# R4 DS kernel v1.18



## Destructobot (Apr 24, 2008)

*R4 DS kernel v1.18*
compatibility update



The R4 team have released version 1.18 of the R4 kernel. This update fixes compatibility for a few games.



			
				Changelog said:
			
		

> 1?Solved 2203, 2219, 2240, 2250 problem






Download (English)



Download (French)



Download (Korean)



R4 DS Homepage

Thanks go to linFox for the heads up.


----------



## Dingler (Apr 24, 2008)

in b4 "R4 is dead" and "GBAtemp is not 4chan"


----------



## bug2000 (Apr 24, 2008)

These games...

2203: Simple DS Series Vol 35 The Genshijin (Japan) 
2219: Tottado! Yowiko no Mujintou Seikatsu (Japan)  
2240: Solitaire (Europe) 
2250: Meccha! Taiko no Tatsujin DS: 7-tsu no Shima no Daibouken (Japan)


----------



## Kellicros (Apr 24, 2008)

Still waiting for them to fix saving issue in 1981...


----------



## perimbean (Apr 24, 2008)

Cool! Finally v1.18 kernel is out for R4.

The real deal is here!

*winks!*

Cheers!
perimbean


----------



## Covarr (Apr 24, 2008)

Yes! RTS!


----------



## Zonix (Apr 24, 2008)

This update only fixes problems with those games.

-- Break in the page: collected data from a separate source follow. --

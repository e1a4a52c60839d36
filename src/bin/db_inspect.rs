use ateneo::backend::config::PortalConfig;
use ateneo::backend::database::Database;
use sqlx::Row;

#[tokio::main]
async fn main() -> anyhow::Result<()> {
    env_logger::init();
    let config = PortalConfig::from_env();
    println!("Connecting to {}", config.database_url);
    let db = Database::connect(&config.database_url).await?;

    println!("\n-- collection counts --");
    for table in [
        "users",
        "classes",
        "meetings",
        "chats",
        "messages",
        "notifications",
        "sessions",
    ] {
        let row = sqlx::query(&format!("SELECT COUNT(1) AS c FROM {}", table))
            .fetch_one(&db.pool)
            .await?;
        let count: i64 = row.try_get("c").unwrap_or(0);
        println!("{}={}", table, count);
    }

    println!("\n-- users --");
    let rows = sqlx::query("SELECT id, email, display_name, role, last_active FROM users")
        .fetch_all(&db.pool)
        .await?;
    for r in rows.iter() {
        let id: String = r.try_get("id").unwrap_or_default();
        let email: String = r.try_get("email").unwrap_or_default();
        let display_name: String = r.try_get("display_name").unwrap_or_default();
        let role: String = r.try_get("role").unwrap_or_default();
        let last_active: i64 = r.try_get("last_active").unwrap_or(0);
        println!(
            "id={} email={} name={} role={} last_active={}",
            id, email, display_name, role, last_active
        );
    }

    println!("\n-- meetings --");
    let rows = sqlx::query(
        "SELECT id, student_id, professor_id, date, time, status, created_at FROM meetings ORDER BY created_at DESC",
    )
    .fetch_all(&db.pool)
    .await?;
    for r in rows.iter() {
        let id: String = r.try_get("id").unwrap_or_default();
        let student_id: String = r.try_get("student_id").unwrap_or_default();
        let professor_id: String = r.try_get("professor_id").unwrap_or_default();
        let date: String = r.try_get("date").unwrap_or_default();
        let time: String = r.try_get("time").unwrap_or_default();
        let status: String = r.try_get("status").unwrap_or_default();
        println!(
            "id={} student={} professor={} slot={} {} status={}",
            id, student_id, professor_id, date, time, status
        );
    }

    println!("\n-- chats --");
    let rows = sqlx::query("SELECT id, kind, group_name, last_text, last_timestamp FROM chats")
        .fetch_all(&db.pool)
        .await?;
    for r in rows.iter() {
        let id: String = r.try_get("id").unwrap_or_default();
        let kind: String = r.try_get("kind").unwrap_or_default();
        let group_name: String = r.try_get("group_name").unwrap_or_default();
        let last_text: String = r.try_get("last_text").unwrap_or_default();
        let last_timestamp: i64 = r.try_get("last_timestamp").unwrap_or(0);
        println!(
            "id={} kind={} group_name={} last_len={} last_ts={}",
            id,
            kind,
            group_name,
            last_text.len(),
            last_timestamp
        );
    }

    println!("\n-- messages (last 10) --");
    let rows = sqlx::query(
        "SELECT id, chat_id, sender_id, text, timestamp, read FROM messages ORDER BY timestamp DESC LIMIT 10",
    )
    .fetch_all(&db.pool)
    .await?;
    for r in rows.iter() {
        let id: String = r.try_get("id").unwrap_or_default();
        let chat_id: String = r.try_get("chat_id").unwrap_or_default();
        let sender_id: String = r.try_get("sender_id").unwrap_or_default();
        let text: String = r.try_get("text").unwrap_or_default();
        let timestamp: i64 = r.try_get("timestamp").unwrap_or(0);
        let read: i64 = r.try_get("read").unwrap_or(0);
        println!(
            "id={} chat_id={} sender={} text_len={} ts={} read={}",
            id,
            chat_id,
            sender_id,
            text.len(),
            timestamp,
            read
        );
    }

    Ok(())
}
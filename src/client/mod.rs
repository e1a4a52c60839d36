pub mod chat_sync;
pub mod notifications;
pub mod session;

It wont add RTS or the other stuff that was mentioned in the April fools thread.


----------



## Deleted member 110780 (Apr 24, 2008)

Maybe he meant Real Time Strategy? : |

Not that I've played these games.


----------



## shakirmoledina (Apr 24, 2008)

an update a month... R4 are pretty consistent unless an important game comes up and they release it quickly ie. FF CC


----------



## Minox (Apr 24, 2008)

Dio said:
			
		

> Maybe he meant Real Time Strategy? : |
> 
> Not that I've played these games.


RTS=Real Time Save


----------



## jenngcia (Apr 24, 2008)

I had to check the date again, to be sure this is the real 1.18!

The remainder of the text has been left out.